**EXERCISE DESCRIPTION**
Across the entries below, work out how many lines contain "ThemePage". Respond with the number and no other text.

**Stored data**

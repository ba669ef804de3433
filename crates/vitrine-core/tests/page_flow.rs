//! End-to-end page flow against an in-memory page.
//!
//! Drives the behaviors the way the web host does: restore preferences,
//! dispatch triggers through the scheduler, run tasks now or on the next
//! frame, and handle key presses.

use std::collections::HashMap;

use pretty_assertions::assert_eq;
use vitrine_core::config::PageConfig;
use vitrine_core::debug_overlay::{DebugOverlay, DebugPage, Legend};
use vitrine_core::fit::{
    self, Display, FitElement, FitProfile, TargetWidth, TextFitter, WhiteSpace, Width,
};
use vitrine_core::storage::{KeyValueStore, MemoryStore};
use vitrine_core::theme::{IconSources, ThemeChange, ThemeController, ThemeMode, ThemePage};
use vitrine_core::trigger::{PlatformCaps, ReactionTable, Scheduler, Task, TriggerSource};
use vitrine_core::width_sync::{LayoutWidthSync, TimelinePage};

#[derive(Debug, Clone)]
struct Word {
    em: f64,
    font_size: Option<f64>,
}

impl FitElement for Word {
    fn set_font_size(&mut self, px: Option<f64>) {
        self.font_size = px;
    }
    fn set_display(&mut self, _display: Display) {}
    fn set_white_space(&mut self, _white_space: WhiteSpace) {}
    fn set_width(&mut self, _width: Width) {}
    fn scroll_width(&self) -> f64 {
        self.em * self.font_size.unwrap_or(16.0)
    }
}

#[derive(Debug, Default)]
struct Page {
    attributes: HashMap<&'static str, String>,
    body_children: usize,
    legend: bool,
    events: Vec<ThemeChange>,
    header_width: f64,
    words: Vec<Word>,
    subhead_client: f64,
    subhead_padding: f64,
    lines: Vec<Word>,
    date_column: Option<f64>,
    properties: HashMap<String, String>,
    timeline_passes: usize,
}

impl ThemePage for Page {
    fn set_theme_marker(&mut self, mode: ThemeMode) {
        self.attributes.insert("data-theme", mode.as_str().to_owned());
    }
    fn set_toggle_label(&mut self, _label: &str) {}
    fn set_logo_src(&mut self, src: &str) {
        self.attributes.insert("logo", src.to_owned());
    }
    fn icon_count(&self) -> usize {
        0
    }
    fn icon_sources(&self, _index: usize) -> IconSources {
        IconSources::default()
    }
    fn set_icon_src(&mut self, _index: usize, _src: &str) {}
    fn emit_theme_change(&mut self, change: &ThemeChange) {
        self.events.push(*change);
    }
}

impl DebugPage for Page {
    fn set_debug_marker(&mut self, on: bool) {
        if on {
            self.attributes.insert("data-debug", "1".to_owned());
        } else {
            self.attributes.remove("data-debug");
        }
    }
    fn has_legend(&self) -> bool {
        self.legend
    }
    fn insert_legend(&mut self, _legend: &Legend) {
        self.legend = true;
        self.body_children += 1;
    }
    fn remove_legend(&mut self) {
        self.legend = false;
        self.body_children -= 1;
    }
}

impl TimelinePage for Page {
    fn has_container(&self) -> bool {
        true
    }
    fn reference_width(&self) -> Option<f64> {
        self.date_column
    }
    fn set_property(&mut self, name: &str, value: &str) {
        self.timeline_passes += 1;
        self.properties.insert(name.to_owned(), value.to_owned());
    }
    fn remove_property(&mut self, name: &str) {
        self.timeline_passes += 1;
        self.properties.remove(name);
    }
}

struct Host {
    page: Page,
    theme: ThemeController<MemoryStore>,
    debug: DebugOverlay<MemoryStore>,
    sync: LayoutWidthSync,
    headline: TextFitter,
    subhead: TextFitter,
    scheduler: Scheduler,
    frame_requests: usize,
}

impl Host {
    fn new(store_entries: &[(&str, &str)], prefers_dark: bool, caps: PlatformCaps) -> Self {
        let config = PageConfig::default();
        let page = Page {
            body_children: 5,
            header_width: 900.0,
            words: vec![Word { em: 3.0, font_size: None }, Word { em: 6.0, font_size: None }],
            subhead_client: 640.0,
            subhead_padding: 40.0,
            lines: vec![Word { em: 20.0, font_size: None }],
            date_column: Some(112.0),
            ..Page::default()
        };
        let mut host = Self {
            page,
            theme: ThemeController::new(
                MemoryStore::with_entries(store_entries.iter().copied()),
                config.theme.clone(),
                prefers_dark,
            ),
            debug: DebugOverlay::new(
                MemoryStore::with_entries(store_entries.iter().copied()),
                config.debug.clone(),
            ),
            sync: LayoutWidthSync::new(config.timeline.clone()),
            headline: TextFitter::new(FitProfile::Headline),
            subhead: TextFitter::new(FitProfile::Subhead),
            scheduler: Scheduler::new(ReactionTable::standard(caps)),
            frame_requests: 0,
        };
        host.debug.restore(&mut host.page);
        host.theme.restore(&mut host.page);
        host
    }

    fn trigger(&mut self, source: TriggerSource) {
        let dispatch = self.scheduler.dispatch(source);
        if dispatch.request_frame {
            self.frame_requests += 1;
        }
        for task in dispatch.run_now {
            self.run(task);
        }
    }

    fn frame(&mut self) {
        for task in self.scheduler.on_frame() {
            self.run(task);
        }
    }

    fn run(&mut self, task: Task) {
        match task {
            Task::FitHeadline => {
                let width = TargetWidth::ClientWidth.resolve(self.page.header_width, 0.0);
                let mut container = Word { em: 0.0, font_size: Some(12.0) };
                fit::fit_headline(&self.headline, &mut container, &mut self.page.words, width);
            }
            Task::FitSubhead => {
                let width = TargetWidth::InnerWidth
                    .resolve(self.page.subhead_client, self.page.subhead_padding);
                fit::fit_lines(&self.subhead, &mut self.page.lines, width);
            }
            Task::SyncTimelineWidth => {
                self.sync.sync(&mut self.page);
            }
        }
    }
}

#[test]
fn startup_fits_text_and_syncs_timeline_on_first_frame() {
    let mut host = Host::new(&[], false, PlatformCaps::modern());
    host.trigger(TriggerSource::Startup);

    assert!(host.page.words.iter().all(|w| w.scroll_width() <= 900.0));
    assert!(host.page.lines[0].scroll_width() <= 600.0);
    assert!(host.page.properties.is_empty());

    host.frame();
    assert_eq!(host.page.properties["--timeline-date-col"], "112px");
    assert_eq!(host.frame_requests, 1);
}

#[test]
fn resize_burst_is_one_measurement() {
    let mut host = Host::new(&[], false, PlatformCaps::modern());
    host.trigger(TriggerSource::Startup);
    host.frame();
    let passes = host.page.timeline_passes;

    host.page.date_column = Some(96.5);
    for _ in 0..30 {
        host.trigger(TriggerSource::WindowResize);
    }
    host.frame();

    assert_eq!(host.page.timeline_passes, passes + 1);
    assert_eq!(host.page.properties["--timeline-date-col"], "96.5px");
}

#[test]
fn header_resize_refits_on_next_frame() {
    let mut host = Host::new(&[], false, PlatformCaps::modern());
    host.trigger(TriggerSource::Startup);
    let before = host.page.words[0].font_size.unwrap();

    host.page.header_width = 450.0;
    host.trigger(TriggerSource::HeadlineResize);
    assert_eq!(host.page.words[0].font_size, Some(before));

    host.frame();
    let after = host.page.words[0].font_size.unwrap();
    assert!(after < before);
    assert!(host.page.words[0].scroll_width() <= 450.0);
}

#[test]
fn without_resize_observer_window_resize_refits() {
    let mut host = Host::new(&[], false, PlatformCaps::minimal());
    host.trigger(TriggerSource::Startup);
    host.page.header_width = 300.0;
    host.trigger(TriggerSource::WindowResize);
    host.frame();
    assert!(host.page.words[1].scroll_width() <= 300.0);
}

#[test]
fn collapsed_header_keeps_previous_fit() {
    let mut host = Host::new(&[], false, PlatformCaps::modern());
    host.trigger(TriggerSource::Startup);
    let sizes: Vec<_> = host.page.words.iter().map(|w| w.font_size).collect();

    host.page.header_width = 0.0;
    host.trigger(TriggerSource::VisibilityRestored);

    let unchanged: Vec<_> = host.page.words.iter().map(|w| w.font_size).collect();
    assert_eq!(sizes, unchanged);
}

#[test]
fn persisted_preferences_are_restored() {
    let host = Host::new(&[("theme-mode", "dark"), ("debug.v2", "1")], false, PlatformCaps::modern());
    assert_eq!(host.page.attributes["data-theme"], "dark");
    assert_eq!(host.page.attributes["logo"], "logo-white.svg");
    assert_eq!(host.page.attributes["data-debug"], "1");
    assert_eq!(host.page.body_children, 6);
}

#[test]
fn theme_and_debug_round_trip() {
    let mut host = Host::new(&[], true, PlatformCaps::modern());
    assert_eq!(host.page.attributes["data-theme"], "dark");

    host.theme.toggle(&mut host.page);
    host.theme.toggle(&mut host.page);
    assert_eq!(host.page.attributes["data-theme"], "dark");
    assert_eq!(host.theme.store().get("theme-mode").unwrap().as_deref(), Some("dark"));
    assert_eq!(
        host.page.events,
        vec![
            ThemeChange { theme: ThemeMode::Light },
            ThemeChange { theme: ThemeMode::Dark },
        ]
    );

    let children = host.page.body_children;
    assert!(host.debug.handle_key("D", &mut host.page));
    assert!(host.debug.handle_key("d", &mut host.page));
    assert_eq!(host.page.body_children, children);
    assert!(!host.page.attributes.contains_key("data-debug"));
}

**YOUR RESPONSE**
2